In the latest achievement in the effort to see what can be found beneath the surface of the great works of art, scientists described the first use of a used security scanners similar to the imaging technology of all airports body to detect the face of a Roman ancient man.
They described the unveiling of the image, as scientists and art historians say perhaps thousands of years, at a meeting of the American Chemical Society in New Orleans. J Bianca Jackson, who said the project, said it was a fresco, a mural or painting done on a wall after application of fresh plaster.
In a fresco painting of the artist gets into the wet plaster and establishes that the plaster dries. Painting becomes part of the wall. The earliest known paintings date from about 1500 BC and were found on the island of Crete in Greece.
“No previous imaging technology, including nearly half a dozen commonly used to detect the images below hidden paintings, fake signatures of artists and other non-visible information on the surface revealed a lost image in this fresco, “Jackson said.

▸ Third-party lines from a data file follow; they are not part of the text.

//! Bech32 addresses and consensus public keys
//!
//! Accounts and validator operators are raw byte strings rendered with
//! different human-readable prefixes. The empty address renders as `""`.
//! Consensus keys are Ed25519 keys, rendered as bech32 over the amino
//! prefixed key bytes.

use crate::error::{Error, Result};
use bech32::{FromBase32, ToBase32, Variant};
use ed25519_dalek::VerifyingKey;
use serde::{de, ser, Deserialize, Deserializer, Serialize, Serializer};
use std::fmt;
use std::str::FromStr;

/// Prefix for account addresses
pub const ACC_ADDRESS_PREFIX: &str = "cosmos";

/// Prefix for validator operator addresses
pub const VAL_ADDRESS_PREFIX: &str = "cosmosvaloper";

/// Prefix for validator consensus public keys
pub const CONS_PUBKEY_PREFIX: &str = "cosmosvalconspub";

/// Amino registration prefix of `tendermint/PubKeyEd25519`, followed by the
/// length byte of a 32 byte key
const ED25519_AMINO_PREFIX: [u8; 5] = [0x16, 0x24, 0xDE, 0x64, 0x20];

fn encode(hrp: &str, data: &[u8]) -> Result<String> {
    Ok(bech32::encode(hrp, data.to_base32(), Variant::Bech32)?)
}

fn decode(expected_hrp: &str, s: &str) -> Result<Vec<u8>> {
    let (hrp, data, variant) = bech32::decode(s)?;
    if hrp != expected_hrp {
        return Err(Error::InvalidAddress(format!(
            "invalid bech32 prefix: expected {}, got {}",
            expected_hrp, hrp
        )));
    }
    if variant != Variant::Bech32 {
        return Err(Error::InvalidAddress("expected bech32 variant".into()));
    }
    Ok(Vec::<u8>::from_base32(&data)?)
}

macro_rules! bech32_address {
    ($(#[$meta:meta])* $name:ident, $prefix:expr) => {
        $(#[$meta])*
        #[derive(Clone, Default, PartialEq, Eq, PartialOrd, Ord, Hash)]
        pub struct $name(Vec<u8>);

        impl $name {
            /// Human-readable bech32 prefix
            pub const PREFIX: &'static str = $prefix;

            /// Wrap raw address bytes
            pub fn new(bytes: impl Into<Vec<u8>>) -> Self {
                Self(bytes.into())
            }

            /// Raw address bytes
            pub fn as_bytes(&self) -> &[u8] {
                &self.0
            }

            /// True for the empty (unset) address
            pub fn is_empty(&self) -> bool {
                self.0.is_empty()
            }

            /// Bech32 form; the empty address renders as `""`
            pub fn to_bech32(&self) -> Result<String> {
                if self.0.is_empty() {
                    return Ok(String::new());
                }
                encode(Self::PREFIX, &self.0)
            }

            /// Parse the bech32 form; `""` parses as the empty address
            pub fn from_bech32(s: &str) -> Result<Self> {
                if s.is_empty() {
                    return Ok(Self::default());
                }
                decode(Self::PREFIX, s).map(Self)
            }
        }

        impl fmt::Display for $name {
            fn fmt(&self, f: &mut fmt::Formatter<'_>) -> fmt::Result {
                let s = self.to_bech32().map_err(|_| fmt::Error)?;
                f.write_str(&s)
            }
        }

        impl fmt::Debug for $name {
            fn fmt(&self, f: &mut fmt::Formatter<'_>) -> fmt::Result {
                write!(f, "{}({})", stringify!($name), self)
            }
        }

        impl FromStr for $name {
            type Err = Error;

            fn from_str(s: &str) -> Result<Self> {
                Self::from_bech32(s)
            }
        }

        impl Serialize for $name {
            fn serialize<S: Serializer>(&self, serializer: S) -> std::result::Result<S::Ok, S::Error> {
                let s = self.to_bech32().map_err(ser::Error::custom)?;
                serializer.serialize_str(&s)
            }
        }

        impl<'de> Deserialize<'de> for $name {
            fn deserialize<D: Deserializer<'de>>(deserializer: D) -> std::result::Result<Self, D::Error> {
                let s = String::deserialize(deserializer)?;
                Self::from_bech32(&s).map_err(de::Error::custom)
            }
        }
    };
}

bech32_address!(
    /// Account address
    AccAddress,
    ACC_ADDRESS_PREFIX
);

bech32_address!(
    /// Validator operator address
    ValAddress,
    VAL_ADDRESS_PREFIX
);

impl From<&ValAddress> for AccAddress {
    fn from(addr: &ValAddress) -> Self {
        AccAddress::new(addr.as_bytes())
    }
}

impl From<&AccAddress> for ValAddress {
    fn from(addr: &AccAddress) -> Self {
        ValAddress::new(addr.as_bytes())
    }
}

/// Ed25519 consensus public key of a validator
#[derive(Clone, Copy, PartialEq, Eq, PartialOrd, Ord, Hash)]
pub struct ConsPubKey([u8; 32]);

impl ConsPubKey {
    /// Accept 32 bytes that decode to a valid Ed25519 point
    pub fn from_bytes(bytes: [u8; 32]) -> Result<Self> {
        VerifyingKey::from_bytes(&bytes)
            .map_err(|e| Error::InvalidAddress(format!("invalid consensus pubkey: {}", e)))?;
        Ok(Self(bytes))
    }

    /// Raw key bytes
    pub fn as_bytes(&self) -> &[u8; 32] {
        &self.0
    }

    /// Bech32 form over the amino-prefixed key bytes
    pub fn to_bech32(&self) -> Result<String> {
        let mut data = Vec::with_capacity(ED25519_AMINO_PREFIX.len() + self.0.len());
        data.extend_from_slice(&ED25519_AMINO_PREFIX);
        data.extend_from_slice(&self.0);
        encode(CONS_PUBKEY_PREFIX, &data)
    }

    /// Parse the bech32 form
    pub fn from_bech32(s: &str) -> Result<Self> {
        let data = decode(CONS_PUBKEY_PREFIX, s)?;
        let key = data
            .strip_prefix(&ED25519_AMINO_PREFIX[..])
            .ok_or_else(|| Error::InvalidAddress("unsupported consensus pubkey type".into()))?;
        let bytes: [u8; 32] = key
            .try_into()
            .map_err(|_| Error::InvalidAddress("consensus pubkey must be 32 bytes".into()))?;
        Self::from_bytes(bytes)
    }
}

impl From<VerifyingKey> for ConsPubKey {
    fn from(key: VerifyingKey) -> Self {
        Self(key.to_bytes())
    }
}

impl fmt::Display for ConsPubKey {
    fn fmt(&self, f: &mut fmt::Formatter<'_>) -> fmt::Result {
        let s = self.to_bech32().map_err(|_| fmt::Error)?;
        f.write_str(&s)
    }
}

impl fmt::Debug for ConsPubKey {
    fn fmt(&self, f: &mut fmt::Formatter<'_>) -> fmt::Result {
        write!(f, "ConsPubKey({})", self)
    }
}

impl FromStr for ConsPubKey {
    type Err = Error;

    fn from_str(s: &str) -> Result<Self> {
        Self::from_bech32(s)
    }
}

impl Serialize for ConsPubKey {
    fn serialize<S: Serializer>(&self, serializer: S) -> std::result::Result<S::Ok, S::Error> {
        let s = self.to_bech32().map_err(ser::Error::custom)?;
        serializer.serialize_str(&s)
    }
}

impl<'de> Deserialize<'de> for ConsPubKey {
    fn deserialize<D: Deserializer<'de>>(deserializer: D) -> std::result::Result<Self, D::Error> {
        let s = String::deserialize(deserializer)?;
        Self::from_bech32(&s).map_err(de::Error::custom)
    }
}

#[cfg(test)]
mod tests {
    use super::*;
    use ed25519_dalek::SigningKey;

    fn pubkey(seed: u8) -> ConsPubKey {
        SigningKey::from_bytes(&[seed; 32]).verifying_key().into()
    }

    #[test]
    fn test_acc_address_bech32() {
        let addr = AccAddress::new(vec![1u8; 20]);
        let s = addr.to_bech32().unwrap();
        assert!(s.starts_with("cosmos1"));
        assert_eq!(AccAddress::from_bech32(&s).unwrap(), addr);
    }

    #[test]
    fn test_val_address_prefix_mismatch() {
        let acc = AccAddress::new(vec![7u8; 20]).to_bech32().unwrap();
        assert!(ValAddress::from_bech32(&acc).is_err());

        let val = ValAddress::from(&AccAddress::new(vec![7u8; 20]));
        assert!(val.to_string().starts_with("cosmosvaloper1"));
    }

    #[test]
    fn test_empty_address_json() {
        let addr = AccAddress::default();
        assert_eq!(serde_json::to_string(&addr).unwrap(), "\"\"");
        let back: AccAddress = serde_json::from_str("\"\"").unwrap();
        assert!(back.is_empty());
    }

    #[test]
    fn test_cons_pubkey_roundtrip() {
        let pk = pubkey(3);
        let s = pk.to_bech32().unwrap();
        assert!(s.starts_with("cosmosvalconspub1"));
        assert_eq!(ConsPubKey::from_bech32(&s).unwrap(), pk);
    }

    #[test]
    fn test_cons_pubkey_decode_failure_is_error() {
        let result: std::result::Result<ConsPubKey, _> = serde_json::from_str("\"not-a-key\"");
        assert!(result.is_err());

        // An account address is valid bech32 but not a consensus key
        let acc = AccAddress::new(vec![1u8; 20]).to_bech32().unwrap();
        assert!(ConsPubKey::from_bech32(&acc).is_err());
    }
}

Technology is a new addition to the range of art restorers and scientists use to see beneath the surface and detect changes, including forged signatures and other alterations in a table.
Called terahertz spectroscopy, it uses beams of electromagnetic radiation that lie between microwaves, like those used in cooking stoves, and infrared rays used in TV remote controls. This radiation is relatively low, does not damage the paint and does not involve exposure to harmful radiation.
“The terahertz technology has been in use for some time, particularly in quality control in the pharmaceutical industry to ensure the integrity of pills and capsules, biomedical imaging and even internal security with scanners whole body see under clothing to airport security check points, “said Jackson, who is now at the University of Rochester.
Artists, including some of the greatest masters paintings sometimes reused, erasing the original image or covered old paint new works. They often done to avoid the expense of buying a new canvas or to improve the colors and shapes in an earlier composition.
Scientists have turned to the terahertz technology when suspicions emerged that a picture can be hidden in the brush strokes of a precious fresco of the 19th century, three houses Weapons spears, the Campana collection of the Louvre.